Tuesday’s decision was announced hours after Hamas issued a statement calling on Palestinians to flock to the Al-Aqsa Mosque compound atop the mount in droves during the final ten days of Ramadan and not to leave the site. They also warned Israel against allowing continued visits of Jews there, as has been the case for most of Ramadan.
The Temple Mount, known to Muslims as the Haram al-Sharif or Noble Sanctuary, is the holiest site for Jews and the third-holiest shrine in Islam.

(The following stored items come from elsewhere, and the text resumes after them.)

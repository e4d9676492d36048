#[cfg(feature = "serde")]
use serde::{Deserialize, Serialize};

use crate::{
    gate::{DuckEnvelope, GateSettings},
    graph::BusId,
    synth::RegistrySettings,
    theory::{DominantRule, HarmonyMode, DEFAULT_ROOT_FREQUENCY},
    voices::{PadSettings, SubBassSettings},
    DEFAULT_SAMPLE_RATE,
};

/// Everything a [`RippleEngine`](super::RippleEngine) is built from.
///
/// Every field has a default, so a config file only needs to name what it
/// changes.
#[cfg_attr(feature = "serde", derive(Serialize, Deserialize))]
#[cfg_attr(feature = "serde", serde(default))]
#[derive(Debug, Clone, PartialEq)]
pub struct EngineConfig {
    pub sample_rate: f32,
    pub root_frequency: f32,
    /// BPM; `None` runs the gate at 120
    pub tempo: Option<f64>,
    pub harmony: HarmonyMode,
    pub dominant_rule: DominantRule,
    pub gate: GateSettings,
    pub duck: DuckEnvelope,
    pub voices: RegistrySettings,
    pub pad: PadSettings,
    pub sub_bass: SubBassSettings,
    /// Bus pad voices play into
    pub pad_bus: BusId,
    /// Bus doubled bass voices play into
    pub bass_bus: BusId,
    pub master_gain: f32,
    /// Seed for the gate shuffle; `None` seeds from entropy
    pub seed: Option<u64>,
}

impl Default for EngineConfig {
    fn default() -> Self {
        Self {
            sample_rate: DEFAULT_SAMPLE_RATE,
            root_frequency: DEFAULT_ROOT_FREQUENCY,
            tempo: None,
            harmony: HarmonyMode::default(),
            dominant_rule: DominantRule::default(),
            gate: GateSettings::default(),
            duck: DuckEnvelope::default(),
            voices: RegistrySettings::default(),
            pad: PadSettings::default(),
            sub_bass: SubBassSettings::default(),
            pad_bus: BusId::Melodic,
            bass_bus: BusId::Bass,
            master_gain: 0.8,
            seed: None,
        }
    }
}

impl EngineConfig {
    pub fn sample_rate(mut self, sample_rate: f32) -> Self {
        self.sample_rate = sample_rate;
        self
    }

    pub fn root_frequency(mut self, root_frequency: f32) -> Self {
        self.root_frequency = root_frequency;
        self
    }

    pub fn tempo(mut self, bpm: f64) -> Self {
        self.tempo = Some(bpm);
        self
    }

    pub fn harmony(mut self, mode: HarmonyMode, rule: DominantRule) -> Self {
        self.harmony = mode;
        self.dominant_rule = rule;
        self
    }

    pub fn gate(mut self, gate: GateSettings) -> Self {
        self.gate = gate;
        self
    }

    pub fn duck(mut self, duck: DuckEnvelope) -> Self {
        self.duck = duck;
        self
    }

    pub fn bass_doubling(mut self, enabled: bool) -> Self {
        self.voices.bass_doubling = enabled;
        self
    }

    pub fn master_gain(mut self, gain: f32) -> Self {
        self.master_gain = gain;
        self
    }

    pub fn seed(mut self, seed: u64) -> Self {
        self.seed = Some(seed);
        self
    }
}

#[cfg(test)]
mod tests {
    use super::*;

    #[test]
    fn builder_sets_fields() {
        let config = EngineConfig::default()
            .sample_rate(44_100.0)
            .tempo(90.0)
            .harmony(HarmonyMode::Jazz79, DominantRule::Functional)
            .bass_doubling(true)
            .seed(5);
        assert_eq!(config.sample_rate, 44_100.0);
        assert_eq!(config.tempo, Some(90.0));
        assert_eq!(config.harmony, HarmonyMode::Jazz79);
        assert_eq!(config.dominant_rule, DominantRule::Functional);
        assert!(config.voices.bass_doubling);
        assert_eq!(config.seed, Some(5));
    }

    #[cfg(feature = "serde")]
    #[test]
    fn partial_toml_keeps_defaults() {
        let config: EngineConfig = toml::from_str(
            r#"
            tempo = 100.0
            harmony = "jazz13"

            [gate]
            amount_percent = 60.0
            sequence = ["8", "8", "4T"]
            random = true
            "#,
        )
        .unwrap();

        assert_eq!(config.tempo, Some(100.0));
        assert_eq!(config.harmony, HarmonyMode::Jazz13);
        assert_eq!(config.gate.sequence, vec!["8", "8", "4T"]);
        assert!(config.gate.random);
        assert_eq!(config.sample_rate, DEFAULT_SAMPLE_RATE);
        assert_eq!(config.duck, DuckEnvelope::default());
    }
}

A majority of Orthodox rabbis long barred Jews from visiting the site due to its holy nature as the site of the two Biblical temples, but religious views on the matter have shifted in recent years, which have seen a record number of largely national religious Jewish pilgrims ascend to the site, which is governed by a status quo under which Muslims are allowed to pray while non-Muslims can only visit.

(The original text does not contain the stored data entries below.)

//! Offline render of the demo to a WAV file.

use std::path::Path;

use color_eyre::eyre::{Result, WrapErr};
use hound::{SampleFormat, WavSpec, WavWriter};
use ripple_dsp::{io::AudioOutput, EngineConfig, RippleEngine, MAX_BLOCK_SIZE};
use tracing::{info, warn};

use super::demo::Demo;

/// Seconds rendered after the last release so tails ring out.
const TAIL: f64 = 1.5;

pub fn bounce(config: EngineConfig, demo: &mut Demo, output: &Path, block_size: usize) -> Result<()> {
    let sample_rate = config.sample_rate;
    let block_size = block_size.clamp(1, MAX_BLOCK_SIZE);
    let mut engine = RippleEngine::new(config);

    let spec = WavSpec {
        channels: 2,
        sample_rate: sample_rate as u32,
        bits_per_sample: 32,
        sample_format: SampleFormat::Float,
    };
    let mut writer = WavWriter::create(output, spec)
        .wrap_err_with(|| format!("failed to create {}", output.display()))?;

    let total_frames = ((demo.length() + TAIL) * sample_rate as f64).ceil() as usize;
    let mut block = AudioOutput::stereo(block_size);
    let mut interleaved = vec![0.0f32; block_size * 2];
    let mut written = 0;
    let mut peak = 0.0f32;

    while written < total_frames {
        let frames = (total_frames - written).min(block_size);
        let block_end = engine.now() + frames as f64 / sample_rate as f64;
        for message in demo.due(block_end) {
            if let Err(err) = engine.handle_message(message) {
                warn!(%err, "demo event failed");
            }
        }

        engine.process_block(frames, &mut block);
        let samples = &mut interleaved[..frames * 2];
        block.interleave_into(samples, 2);
        for &sample in samples.iter() {
            peak = peak.max(sample.abs());
            writer.write_sample(sample).wrap_err("failed to write sample")?;
        }
        written += frames;
    }

    writer.finalize().wrap_err("failed to finalize WAV")?;
    info!(
        path = %output.display(),
        seconds = written as f64 / sample_rate as f64,
        peak,
        "bounce complete"
    );
    Ok(())
}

Not all religious figures have shifted their stance on Jewish visits, though, as demonstrated by Sephardi Chief Rabbi Yitzhak Yossef’s hailing of Tuesday’s decision. “Beyond the severe religious ban (on Jews going onto the Temple Mount), we have to act to prevent unnecessary agitations and provocations. The Chief Rabbinate has for generations ruled that in accordance with Jewish law, the ascension of Jews to the Temple Mount is completely forbidden,” a statement from his office read.
The uptick in Jewish visitors has intensified long-held claims by Palestinians and Arab countries that Israel is violating the Temple Mount status quo — an accusation Israel vehemently denies. However, along with the rise in Jewish visitors has been a quiet shift in police policy to allow hushed Jewish prayer at the site that has been well documented over the years.
הפלסטינים מדווחים – שוטרים עם אלות מכים מתפללים ללא אבחנה באלות ובנשק, אחרי שנכנסו למסגד. pic.twitter.com/QZooMwaXsk
— Deiaa haj yahia-ضياء حاج يحيى (@DeiaaHaj) April 4, 2023
The issue drew another condemnation on Sunday from Jordan, which said that Israel would be responsible for any escalation that resulted from the decision to allow Jews to ascend to the Temple Mount. While police geared for clashes with Muslim worshippers at Al-Aqsa earlier that day, they decided against raiding the mosque after receiving intelligence that the Palestinians inside were not stockpiling weapons, according to Israeli authorities.
They said this was not the case last week when hundreds of Palestinians barricaded themselves inside with explosive devices, rocks and fireworks in order to target Israeli officers and civilians. Police said they were left with no choice but to enter the mosque overnight Tuesday-Wednesday, which then sparked intense clashes with the Palestinians inside.
Police managed to overpower the rioters but several people inside captured footage of officers brutally beating and apprehending Palestinians, which went viral on social media and sparked massive uproar across the globe. Hamas terrorists also responded by firing several barrages of rockets at Israel from both Lebanon and Gaza, leading to Israeli retaliatory airstrikes.
עימותים בהר הבית: עשרות התבצרו במסגד מעבר לשעות המותרות, נעלו את הדלתות ואספו זיקוקים, מקלות ואבנים. לאחר נסיונות הידברות שלא צלחו, במשטרה החלו לפזר באמצעות רימוני הלם את מפרי הסדר, רבים מהם נפצעו. הכוחות נכנסו למסגד, עשרות פורעים ירו לעברם זיקוקים ויידו אבנים. שוטר אחד נפצע ברגל pic.twitter.com/5YLNUbem0C
— נועה ברנס Noa Baranes (@noabaranes10) April 4, 2023
While he defended the decision to send forces into the mosque last week, Shabtai appeared to acknowledge earlier this week that the officers should not have used such brutal force, while another senior official admitted that the footage caused “terrible damage” to the country.
Roughly 350 Palestinians were arrested in last week’s Al-Aqsa clash, with the vast majority released hours later. However, 17 of them who had illegally entered Israel from the West Bank were charged on Tuesday for their participation in the riot, and 15 more will reportedly be indicted in the coming days.